Much Improved Healthy Workplace Bill

pumping ironThe heretofore anemic  Healthy Workplace Bill (HWB) has received a healthy dose of iron in its latest iteration.

The version of the  HWB submitted for consideration to the Massachusetts’ legislature omits  the controversial aspects  of the earlier HWB - such as a requirement that a target prove “malice” and psychological damage and a  $25,000 cap on damages for targets who were not subjected to demotion or dismissal.

The Workplace Bullying Institute has pushed the HWB, written by Suffolk University Law Professor David C. Yamada,  for more than a decade as part of state-by-state campaign to pass workplace anti-bullying legislation.  More than 20 states have considered the HWB bill but none as yet have adopted it.  This year the bill is under consideration in about a half dozen states.

International scholars criticized the HWB in recent years because it was far less protective of targets of workplace bullying than laws and regulations of other industrialized countries.

This blog criticized the HWB’s  requirements that targets prove malice and psychological damage (the latter was expressly rejected by the U.S. Supreme Court in federal anti-discrimination laws) and the unreasonably low cap on damages.

The proposed  Massachusetts bill,  sponsored by Rep. Ellen Story and Sen. Katherine Clark, is similar to one proposed in recent years  by State Sen. Richard “Tick” Segerblom of Nevada.

Segerblom proposed extending  the umbrella of  discrimination laws to protect any worker who is exposed to a ”hostile work environment.”  Currently, only workers who have protected status under these laws by virtue of their race, sex, national original, etc. are protected.

The Massachusetts bill, which has 37 co-sponsors, states that no employee shall be subjected to an “abusive work environment.”

If an employer or an employee are held to be in violation of the law, the Massachusetts bill  provides  that a court can  order any relief that is “deemed appropriate, including, but not limited to: reinstatement, removal of the offending party from the complainant’s work environment, back pay, front pay, medical expenses, compensation for pain and suffering, compensation for emotional distress, punitive damages, and attorney’s fees.”

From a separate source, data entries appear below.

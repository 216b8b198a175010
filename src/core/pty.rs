//! Unix pseudo-terminal wrapper
//!
//! This module opens a master/slave pair with `openpty`, spawns the shell
//! on the slave side as a session leader, and hands out separate read and
//! write halves of the master so the reader thread and the main loop never
//! share a file handle.

use std::fs::File;
use std::io::{self, Read, Write};
use std::os::fd::{AsFd, AsRawFd, OwnedFd};
use std::os::unix::process::CommandExt;
use std::process::{Child, Command, Stdio};

use nix::fcntl::{fcntl, FcntlArg, FdFlag};
use nix::pty::{openpty, Winsize};
use nix::sys::signal::{kill, Signal};
use nix::unistd::Pid;
use thiserror::Error;
use tracing::{debug, info};

use super::signals;

#[derive(Error, Debug)]
pub enum PtyError {
    #[error("Failed to open pseudo terminal: {0}")]
    Open(#[source] nix::Error),

    #[error("Failed to spawn `{command}`: {source}")]
    Spawn {
        command: String,
        #[source]
        source: io::Error,
    },

    #[error("Failed to duplicate pty handle: {0}")]
    Clone(#[source] io::Error),

    #[error("Failed to resize pseudo terminal: {0}")]
    Resize(#[source] io::Error),

    #[error("Failed to read from PTY: {0}")]
    Read(#[source] io::Error),

    #[error("Failed to write to PTY: {0}")]
    Write(#[source] io::Error),
}

pub type Result<T> = std::result::Result<T, PtyError>;

/// Terminal size in character cells
#[derive(Debug, Clone, Copy, PartialEq, Eq)]
pub struct PtySize {
    pub cols: u16,
    pub rows: u16,
}

impl PtySize {
    pub fn new(cols: u16, rows: u16) -> Self {
        Self { cols, rows }
    }

    fn winsize(self) -> Winsize {
        Winsize {
            ws_row: self.rows,
            ws_col: self.cols,
            ws_xpixel: 0,
            ws_ypixel: 0,
        }
    }
}

/// Result of one blocking read
///
/// An interrupted read yields an empty chunk with `eof == false`.
#[derive(Debug, Default, Clone, PartialEq, Eq)]
pub struct PtyChunk {
    pub data: Vec<u8>,
    pub eof: bool,
}

impl PtyChunk {
    fn data(data: &[u8]) -> Self {
        Self { data: data.to_vec(), eof: false }
    }

    fn interrupted() -> Self {
        Self::default()
    }

    fn eof() -> Self {
        Self { data: Vec::new(), eof: true }
    }
}

/// Blocking source of child output, consumed by the reader thread
pub trait PtySource: Send + 'static {
    fn read_chunk(&mut self) -> Result<PtyChunk>;
}

/// Input side of the child: keystrokes, pastes and window size
pub trait PtyInput: Send {
    fn write_all(&mut self, data: &[u8]) -> Result<()>;
    fn resize(&mut self, size: PtySize) -> Result<()>;
}

/// A spawned shell attached to a pseudo terminal
pub struct Pty {
    master: OwnedFd,
    child: Child,
}

impl Pty {
    /// Open a pty pair and spawn `program args...` on its slave side
    pub fn spawn(program: &str, args: &[&str], size: PtySize) -> Result<Self> {
        let pair = openpty(&size.winsize(), None).map_err(PtyError::Open)?;
        // Only the dup'd stdio copies may reach the shell.
        set_cloexec(&pair.master)?;
        set_cloexec(&pair.slave)?;

        let spawn_err = |source| PtyError::Spawn {
            command: program.to_string(),
            source,
        };
        let stdin = pair.slave.try_clone().map_err(spawn_err)?;
        let stdout = pair.slave.try_clone().map_err(spawn_err)?;
        let stderr = pair.slave;

        let mut command = Command::new(program);
        command
            .args(args)
            .env("TERM", "xterm-256color")
            .env("COLORTERM", "truecolor")
            .env("FRAMETERM", "1")
            .stdin(Stdio::from(stdin))
            .stdout(Stdio::from(stdout))
            .stderr(Stdio::from(stderr));

        // Runs in the forked child: become a session leader and adopt the
        // slave (already dup'd onto fd 0) as the controlling terminal.
        unsafe {
            command.pre_exec(|| {
                nix::unistd::setsid()?;
                if libc::ioctl(0, libc::TIOCSCTTY as _, 0) < 0 {
                    return Err(io::Error::last_os_error());
                }
                Ok(())
            });
        }

        let child = command.spawn().map_err(spawn_err)?;
        info!("Spawned {} (pid {}) on {}x{} pty", program, child.id(), size.cols, size.rows);

        Ok(Self {
            master: pair.master,
            child,
        })
    }

    /// Independent read half of the master, for the reader thread
    pub fn reader(&self) -> Result<PtyReader> {
        let fd = self.master.try_clone().map_err(PtyError::Clone)?;
        Ok(PtyReader::from_fd(fd))
    }

    /// Independent write half of the master, for input and resizes
    pub fn writer(&self) -> Result<PtyWriter> {
        let fd = self.master.try_clone().map_err(PtyError::Clone)?;
        Ok(PtyWriter { file: File::from(fd) })
    }

    /// Child process id
    pub fn pid(&self) -> u32 {
        self.child.id()
    }

    /// Send `SIGHUP` to the shell if it has not been reaped yet
    ///
    /// Runs under the reap lock, so the pid cannot be collected and handed
    /// to another process between the check and the signal.
    fn hang_up(&mut self) -> bool {
        let child = &mut self.child;
        signals::with_reap_lock(|| match child.try_wait() {
            Ok(None) => kill(Pid::from_raw(child.id() as i32), Signal::SIGHUP).is_ok(),
            Ok(Some(status)) => {
                debug!("Shell already exited: {}", status);
                false
            }
            // ECHILD: the SIGCHLD watcher collected it first.
            Err(_) => false,
        })
    }
}

impl Drop for Pty {
    fn drop(&mut self) {
        if self.hang_up() {
            debug!("Sent SIGHUP to shell (pid {})", self.child.id());
        }
    }
}

fn set_cloexec<Fd: AsFd>(fd: Fd) -> Result<()> {
    fcntl(fd, FcntlArg::F_SETFD(FdFlag::FD_CLOEXEC))
        .map(drop)
        .map_err(PtyError::Open)
}

/// Read half of a pty master (or any blocking fd)
pub struct PtyReader {
    file: File,
    buf: Box<[u8]>,
}

impl PtyReader {
    const READ_SIZE: usize = 4096;

    pub fn from_fd(fd: OwnedFd) -> Self {
        Self {
            file: File::from(fd),
            buf: vec![0u8; Self::READ_SIZE].into_boxed_slice(),
        }
    }
}

impl PtySource for PtyReader {
    fn read_chunk(&mut self) -> Result<PtyChunk> {
        match self.file.read(&mut self.buf) {
            Ok(0) => Ok(PtyChunk::eof()),
            Ok(n) => Ok(PtyChunk::data(&self.buf[..n])),
            Err(e) if e.kind() == io::ErrorKind::Interrupted => Ok(PtyChunk::interrupted()),
            // Linux reports a hung-up master (all slave fds closed) as EIO.
            Err(e) if e.raw_os_error() == Some(libc::EIO) => Ok(PtyChunk::eof()),
            Err(e) => Err(PtyError::Read(e)),
        }
    }
}

/// Write half of a pty master
pub struct PtyWriter {
    file: File,
}

impl PtyInput for PtyWriter {
    fn write_all(&mut self, data: &[u8]) -> Result<()> {
        self.file.write_all(data).map_err(PtyError::Write)
    }

    fn resize(&mut self, size: PtySize) -> Result<()> {
        let winsize = size.winsize();
        let rc = unsafe { libc::ioctl(self.file.as_raw_fd(), libc::TIOCSWINSZ as _, &winsize) };
        if rc < 0 {
            return Err(PtyError::Resize(io::Error::last_os_error()));
        }
        Ok(())
    }
}
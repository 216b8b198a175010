//! User interface: drawing and input.
//!
//! - **canvas**: cell grid with per-row dirty tracking
//! - **display**: theme-resolved screen model, selection overlay, fonts
//! - **window**: the `Surface` trait and the host-terminal implementation
//! - **keymapper**: keyboard input to PTY byte sequence mapping

pub mod canvas;
pub mod display;
pub mod keymapper;
pub mod window;
//! Frame pacing without vsync
//!
//! Frames are counted inside a rolling one-second window. Whenever the
//! frame count gets ahead of where the target rate says it should be, the
//! loop sleeps off the difference. Crossing the window boundary resets both
//! the counter and the window start, so any error is discarded every second
//! instead of accumulating.

use std::thread;
use std::time::{Duration, Instant};

const WINDOW: Duration = Duration::from_secs(1);

#[derive(Debug)]
pub struct FramePacer {
    fps: f64,
    mark: Option<Instant>,
    frames: u32,
}

impl FramePacer {
    /// Pacer targeting `fps` frames per second (at least 1)
    pub fn new(fps: u32) -> Self {
        Self {
            fps: f64::from(fps.max(1)),
            mark: None,
            frames: 0,
        }
    }

    /// Frames counted so far in the current window
    pub fn frames(&self) -> u32 {
        self.frames
    }

    /// How long to wait before rendering the frame that starts at `now`
    pub fn delay(&mut self, now: Instant) -> Option<Duration> {
        let mark = match self.mark {
            Some(mark) if now.saturating_duration_since(mark) < WINDOW => mark,
            _ => {
                self.frames = 0;
                self.mark = Some(now);
                return None;
            }
        };

        self.frames += 1;
        let since_mark = now.saturating_duration_since(mark).as_secs_f64();

        let expected_frames = (since_mark * self.fps).floor();
        let expected_position = expected_frames / self.fps;
        let actual_position = f64::from(self.frames) / self.fps;

        if actual_position > expected_position {
            // Round up so the frame never lands before its slot.
            let nanos = ((actual_position - expected_position) * 1e9).ceil();
            Some(Duration::from_nanos(nanos as u64))
        } else {
            None
        }
    }

    /// Sleep as needed to hold the target rate
    pub fn pace(&mut self) {
        if let Some(delay) = self.delay(Instant::now()) {
            thread::sleep(delay);
        }
    }
}

#[cfg(test)]
mod tests {
    use super::*;

    /// Drive the pacer with a zero-cost frame on a simulated clock, returning
    /// each frame's render time relative to the start.
    fn simulate(fps: u32, seconds: u64) -> (Vec<Duration>, u32) {
        let mut pacer = FramePacer::new(fps);
        let start = Instant::now();
        let mut now = start;
        let mut renders = Vec::new();
        let mut max_frames = 0;

        for _ in 0..100_000 {
            if let Some(delay) = pacer.delay(now) {
                now += delay;
            }
            max_frames = max_frames.max(pacer.frames());
            let at = now - start;
            if at >= Duration::from_secs(seconds) {
                break;
            }
            renders.push(at);
        }
        (renders, max_frames)
    }

    #[test]
    fn test_first_frame_starts_window() {
        let mut pacer = FramePacer::new(60);
        assert_eq!(pacer.delay(Instant::now()), None);
        assert_eq!(pacer.frames(), 0);
    }

    #[test]
    fn test_running_ahead_sleeps() {
        let mut pacer = FramePacer::new(10);
        let start = Instant::now();
        assert_eq!(pacer.delay(start), None);

        // Second frame at the same instant is one slot ahead.
        let delay = pacer.delay(start).unwrap();
        assert!(delay >= Duration::from_millis(100));
        assert!(delay < Duration::from_millis(101));
    }

    #[test]
    fn test_running_behind_does_not_sleep() {
        let mut pacer = FramePacer::new(10);
        let start = Instant::now();
        pacer.delay(start);

        // Frame 1 arriving at 350ms is behind its 100ms slot.
        assert_eq!(pacer.delay(start + Duration::from_millis(350)), None);
    }

    #[test]
    fn test_window_boundary_resets() {
        let mut pacer = FramePacer::new(30);
        let start = Instant::now();
        pacer.delay(start);
        pacer.delay(start + Duration::from_millis(10));
        assert_eq!(pacer.frames(), 1);

        assert_eq!(pacer.delay(start + Duration::from_millis(1000)), None);
        assert_eq!(pacer.frames(), 0);
    }

    #[test]
    fn test_frame_count_bounded_by_rate() {
        for fps in [1, 24, 30, 60, 144] {
            let (renders, max_frames) = simulate(fps, 3);
            assert!(max_frames <= fps, "fps {}: counter reached {}", fps, max_frames);

            // Per pacing window the count never exceeds fps (checked above).
            // Frame fps of a window is due exactly at its one-second mark,
            // so a wall-clock second can still see fps + 1 renders.
            for second in 0..3u64 {
                let lo = Duration::from_secs(second);
                let hi = Duration::from_secs(second + 1);
                let count = renders.iter().filter(|t| **t >= lo && **t < hi).count();
                assert!(count as u32 <= fps + 1, "fps {}: {} frames in second {}", fps, count, second);
                assert!(count as u32 + 2 >= fps, "fps {}: only {} frames in second {}", fps, count, second);
            }
        }
    }

    #[test]
    fn test_zero_fps_is_clamped() {
        let mut pacer = FramePacer::new(0);
        let start = Instant::now();
        pacer.delay(start);
        assert!(pacer.delay(start).is_some());
    }
}
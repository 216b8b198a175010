//! Key mapping for terminal input
//!
//! Converts key presses to the byte sequences an xterm-compatible child
//! expects on its input.

use bitflags::bitflags;
use crossterm::event::{KeyCode, KeyModifiers};

bitflags! {
    /// Modifier keys
    #[derive(Clone, Copy, Debug, Default, PartialEq)]
    pub struct Modifiers: u8 {
        const SHIFT = 0b0001;
        const CTRL  = 0b0010;
        const ALT   = 0b0100;
    }
}

impl From<KeyModifiers> for Modifiers {
    fn from(mods: KeyModifiers) -> Self {
        let mut result = Modifiers::empty();
        if mods.contains(KeyModifiers::SHIFT) {
            result |= Modifiers::SHIFT;
        }
        if mods.contains(KeyModifiers::CONTROL) {
            result |= Modifiers::CTRL;
        }
        if mods.contains(KeyModifiers::ALT) {
            result |= Modifiers::ALT;
        }
        result
    }
}

/// Child-controlled modes that change key encoding
#[derive(Clone, Copy, Debug, Default, PartialEq)]
pub struct InputModes {
    /// DECCKM: cursor keys send `ESC O x`
    pub application_cursor: bool,
}

const ESC: u8 = 0x1B;
const DEL: u8 = 0x7F;

/// Key mapper for converting key events to bytes
pub struct KeyMapper;

impl KeyMapper {
    /// Bytes to send to the PTY for a key press, if the key produces any
    pub fn map(code: KeyCode, mods: Modifiers, modes: InputModes) -> Option<Vec<u8>> {
        let meta = |byte: u8| {
            if mods.contains(Modifiers::ALT) {
                vec![ESC, byte]
            } else {
                vec![byte]
            }
        };

        let bytes = match code {
            KeyCode::Char(ch) => Self::encode_char(ch, mods),
            KeyCode::Enter => meta(b'\r'),
            KeyCode::Backspace => meta(DEL),
            KeyCode::Tab if mods.contains(Modifiers::SHIFT) => b"\x1b[Z".to_vec(),
            KeyCode::Tab => vec![b'\t'],
            KeyCode::BackTab => b"\x1b[Z".to_vec(),
            KeyCode::Esc => vec![ESC],

            KeyCode::Up => Self::cursor(b'A', mods, modes),
            KeyCode::Down => Self::cursor(b'B', mods, modes),
            KeyCode::Right => Self::cursor(b'C', mods, modes),
            KeyCode::Left => Self::cursor(b'D', mods, modes),
            KeyCode::Home => Self::cursor(b'H', mods, modes),
            KeyCode::End => Self::cursor(b'F', mods, modes),

            KeyCode::Insert => Self::tilde(2, mods),
            KeyCode::Delete => Self::tilde(3, mods),
            KeyCode::PageUp => Self::tilde(5, mods),
            KeyCode::PageDown => Self::tilde(6, mods),

            // F1-F4 use SS3 like application-mode cursor keys.
            KeyCode::F(n @ 1..=4) => {
                let ss3 = InputModes { application_cursor: true };
                Self::cursor(b"PQRS"[n as usize - 1], mods, ss3)
            }
            KeyCode::F(n) => Self::tilde(Self::function_code(n)?, mods),

            _ => return None,
        };
        Some(bytes)
    }

    fn encode_char(ch: char, mods: Modifiers) -> Vec<u8> {
        let alt = mods.contains(Modifiers::ALT);
        if mods.contains(Modifiers::CTRL) {
            if let Some(byte) = Self::control_byte(ch) {
                return if alt { vec![ESC, byte] } else { vec![byte] };
            }
        }

        let mut bytes = Vec::with_capacity(5);
        if alt {
            bytes.push(ESC);
        }
        bytes.extend_from_slice(ch.encode_utf8(&mut [0u8; 4]).as_bytes());
        bytes
    }

    /// C0 byte produced by Ctrl+`ch`
    fn control_byte(ch: char) -> Option<u8> {
        let byte = match ch {
            'a'..='z' => ch as u8 - b'a' + 1,
            'A'..='Z' => ch as u8 - b'A' + 1,
            '@' | '`' | ' ' | '2' => 0x00,
            '[' | '3' => ESC,
            '\\' | '4' => 0x1C,
            ']' | '5' => 0x1D,
            '^' | '~' | '6' => 0x1E,
            '_' | '7' => 0x1F,
            '?' | '8' => DEL,
            _ => return None,
        };
        Some(byte)
    }

    /// `CSI 1 ; m X` when modified, otherwise `CSI X` or `SS3 X`
    fn cursor(key: u8, mods: Modifiers, modes: InputModes) -> Vec<u8> {
        if !mods.is_empty() {
            format!("\x1b[1;{}{}", Self::modifier_param(mods), key as char).into_bytes()
        } else if modes.application_cursor {
            vec![ESC, b'O', key]
        } else {
            vec![ESC, b'[', key]
        }
    }

    /// `CSI n ~`, or `CSI n ; m ~` when modified
    fn tilde(n: u8, mods: Modifiers) -> Vec<u8> {
        if mods.is_empty() {
            format!("\x1b[{}~", n).into_bytes()
        } else {
            format!("\x1b[{};{}~", n, Self::modifier_param(mods)).into_bytes()
        }
    }

    /// xterm's parameter for F5-F12
    fn function_code(n: u8) -> Option<u8> {
        match n {
            5 => Some(15),
            6..=10 => Some(n + 11),
            11 | 12 => Some(n + 12),
            _ => None,
        }
    }

    /// xterm modifier parameter: 1 + shift + 2*alt + 4*ctrl
    fn modifier_param(mods: Modifiers) -> u8 {
        1 + u8::from(mods.contains(Modifiers::SHIFT))
            + 2 * u8::from(mods.contains(Modifiers::ALT))
            + 4 * u8::from(mods.contains(Modifiers::CTRL))
    }
}
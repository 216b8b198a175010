//! Session orchestration
//!
//! Wires the pty, reader thread, terminal interpreter, display model and
//! surface together, then runs the paced main loop until the surface
//! closes or the shell's output reaches end-of-stream.

use std::sync::mpsc::{channel, Receiver};

use anyhow::{Context, Result};
use tracing::{debug, info, warn};

use crate::config::Config;
use crate::core::pty::{Pty, PtyInput, PtySize, PtySource};
use crate::core::reader::ReaderThread;
use crate::core::router::CancellationRouter;
use crate::core::signals::{install_wake_handler, ChildWatcher};
use crate::core::term::{TermEvent, Terminal};
use crate::pacer::FramePacer;
use crate::ui::display::{Display, SelectionState};
use crate::ui::window::{HostWindow, Surface, SurfaceOptions, WindowEvent};

/// Size the pty is opened with, before the surface reports its own
const INITIAL_SIZE: PtySize = PtySize { cols: 80, rows: 24 };

/// Family registered after the configured fonts
const DEFAULT_FONT: &str = "monospace";

pub struct App<S: Surface> {
    config: Config,
    surface: S,
    window_events: Receiver<WindowEvent>,
    router: &'static CancellationRouter,
}

impl App<HostWindow> {
    pub fn new(config: Config) -> Self {
        let (surface, window_events) = HostWindow::new();
        Self::with_surface(config, surface, window_events, CancellationRouter::global())
    }
}

impl<S: Surface> App<S> {
    pub fn with_surface(
        config: Config,
        surface: S,
        window_events: Receiver<WindowEvent>,
        router: &'static CancellationRouter,
    ) -> Self {
        Self {
            config,
            surface,
            window_events,
            router,
        }
    }

    /// Spawn the configured shell and run it until it exits or the window
    /// is closed
    pub fn run(&mut self) -> Result<()> {
        install_wake_handler();
        let mut watcher = ChildWatcher::spawn(self.router).context("while installing signal handlers")?;

        let shell = self.config.shell();
        let pty = Pty::spawn(&shell, &["-i"], INITIAL_SIZE).context("while initializing pty")?;
        let reader = pty.reader().context("while initializing pty")?;
        let writer = pty.writer().context("while initializing pty")?;
        info!("shell {} running as pid {}", shell, pty.pid());

        let result = self.run_session(reader, Box::new(writer));

        watcher.close();
        drop(pty);
        result
    }

    /// Run the main loop over an already-open child
    pub fn run_session<R: PtySource>(&mut self, source: R, input: Box<dyn PtyInput>) -> Result<()> {
        let mut reader = ReaderThread::spawn(source).context("while starting pty reader")?;

        let options = SurfaceOptions {
            hwaccel: self.config.hwaccel(),
            vsync: self.config.vsync(),
            theme: self.config.theme(),
        };
        self.surface
            .initialize(INITIAL_SIZE.cols, INITIAL_SIZE.rows, &options)
            .context("while initializing window")?;

        let (term_tx, term_events) = channel();
        let mut session = Session {
            term: Terminal::new(INITIAL_SIZE, self.config.scrollback, input, term_tx),
            display: Display::new(options.theme, INITIAL_SIZE.cols, INITIAL_SIZE.rows),
            term_events,
        };

        for font in self.config.fonts() {
            if let Err(e) = session.display.add_font(&font.name, font.size) {
                warn!("while registering font: {}", e);
            }
        }
        if let Err(e) = session.display.add_font(DEFAULT_FONT, self.config.font_defaults_size()) {
            warn!("while registering font: {}", e);
        }

        let (cols, rows) = self.surface.size();
        session.resize(cols, rows);

        self.main_loop(&mut reader, &mut session);
        Ok(())
    }

    fn main_loop(&mut self, reader: &mut ReaderThread, session: &mut Session) {
        self.router.register_active(reader.waker());

        let mut pacer = FramePacer::new(self.config.fps());
        let force_full = !self.config.hwaccel();
        info!("main loop started at {} fps", self.config.fps());

        while self.surface.is_open() && !reader.is_done() {
            pacer.pace();

            let output = reader.buffer().read_and_clear();
            if !output.is_empty() {
                session.term.write_to_screen(&output);
            }

            session.term.draw(&mut session.display);
            let significant = session.display.draw(self.surface.canvas(), force_full);
            self.surface.draw_and_poll(significant);

            while let Ok(event) = self.window_events.try_recv() {
                session.handle_window_event(event);
            }
            while let Ok(event) = session.term_events.try_recv() {
                self.handle_term_event(session, event);
            }
        }

        if reader.is_done() {
            info!("shell output ended");
        } else {
            info!("window closed");
        }

        // Unregister first so a late SIGCHLD cannot target a reader that is
        // being torn down.
        self.router.clear_active();
        reader.stop();
        debug!("pty reader {:?}", reader.state());
    }

    fn handle_term_event(&mut self, session: &mut Session, event: TermEvent) {
        match event {
            TermEvent::Copy(text) => {
                debug!("copying {} bytes to clipboard", text.len());
                self.surface.clipboard_write(&text);
            }
            TermEvent::PasteRequested => match self.surface.clipboard_read() {
                Some(text) => session.term.paste(&text),
                None => debug!("clipboard empty or unavailable"),
            },
            TermEvent::Title(title) => self.surface.set_title(&title),
        }
    }

    #[cfg(test)]
    fn surface(&self) -> &S {
        &self.surface
    }
}

/// Per-session state owned by the main loop
struct Session {
    term: Terminal,
    display: Display,
    term_events: Receiver<TermEvent>,
}

impl Session {
    fn handle_window_event(&mut self, event: WindowEvent) {
        match event {
            WindowEvent::Key(code, mods) => self.term.write_keysym_to_pty(code, mods),
            WindowEvent::Char(ch) => self.term.write_unicode_to_pty(ch),
            WindowEvent::Resize(cols, rows) => self.resize(cols, rows),
            WindowEvent::Selection(SelectionState::End, pos) => {
                if let Some(range) = self.display.end_selection(pos) {
                    self.term.copy_range(range);
                }
            }
            WindowEvent::Selection(state, pos) => self.display.set_selection(state, pos),
            WindowEvent::Scroll(direction, distance) => self.term.scroll(direction, distance),
            WindowEvent::Paste(text) => self.term.paste(&text),
        }
    }

    fn resize(&mut self, cols: u16, rows: u16) {
        if let Err(e) = self.display.resize(cols, rows) {
            warn!("while resizing terminal display: {}", e);
            return;
        }
        if let Err(e) = self.term.resize(PtySize::new(cols, rows)) {
            warn!("while resizing pty: {}", e);
        }
        debug!("resized to {}x{}", cols, rows);
    }
}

According to the proposed bill, an abusive workplace environment as one where “an employer or one or more its employees, acting with intent to cause pain or distress to an employee, subjects that employee to abusive conduct that causes physical harm, psychological harm, or both.”

Abusive conduct is involves “acts, omissions, or both, that a reasonable person would find abusive, based on the severity, nature, and frequency of the conduct … .”  This includes but is not limited to:

  • repeated verbal abuse such as the use of derogatory remarks, insults, and epithets;
  • verbal, non-verbal, or physical conduct of a threatening, intimidating, or humiliating nature;
  • or the sabotage or undermining of an employee’s work performance.

The proposed Massachusetts bill continues to distinguish between targets of  bullying who have and have not been subjected to an adverse employment action (i.e., demotion or dismissal).  The cap is gone but the latter still cannot  recover from the employer  damages for  emotional distress or punitive damages unless the “actionable conduct was extreme and outrageous.” This limitation does not apply to “individually named defendants.”

The bill also prohibits retaliation against targets who complain and anyone else who testifies, assists or participates in an investigation of workplace bullying.

The stated purpose of the Massachusetts bill is to provide a “legal incentive for employers” to prevent and respond to abusive treatment of employers at work.

Under the bill, it is  an “aggravating factor” if the abusive conduct exploits an employee’s known psychological or physical illness or disability. In that case, a single act that is “especially severe and egregious” would be actionable.

Employers  can escape liability by showing they exercised “reasonable care to prevent and correct  promptly any actionable behavior; and, the complainant employee unreasonably failed to take advantage of appropriate preventive or corrective opportunities provided by the employer.”

Also, employers cannot be penalized if the complaint is based on an adverse employment action made for poor performance, misconduct or economic necessity, a reasonable performance evaluation or “an employer’s reasonable investigation about potentially illegal or unethical activity.”

An action under the bill must be taken within a year of  the last act that constitutes the alleged violation.

About pgbarnes
Attorney at Law and blogger at http://abusergoestowork.com

One Response to Much Improved Healthy Workplace Bill

  1. Good article! Jerry Carbo, one of the critics you mention, has written amendments for the new 2013 template (I couldn’t publish them until the bill was submitted because the template was copyrighted). These will strengthen the bill even further and address your concerns. I suggest that all legislators see them and consider their value.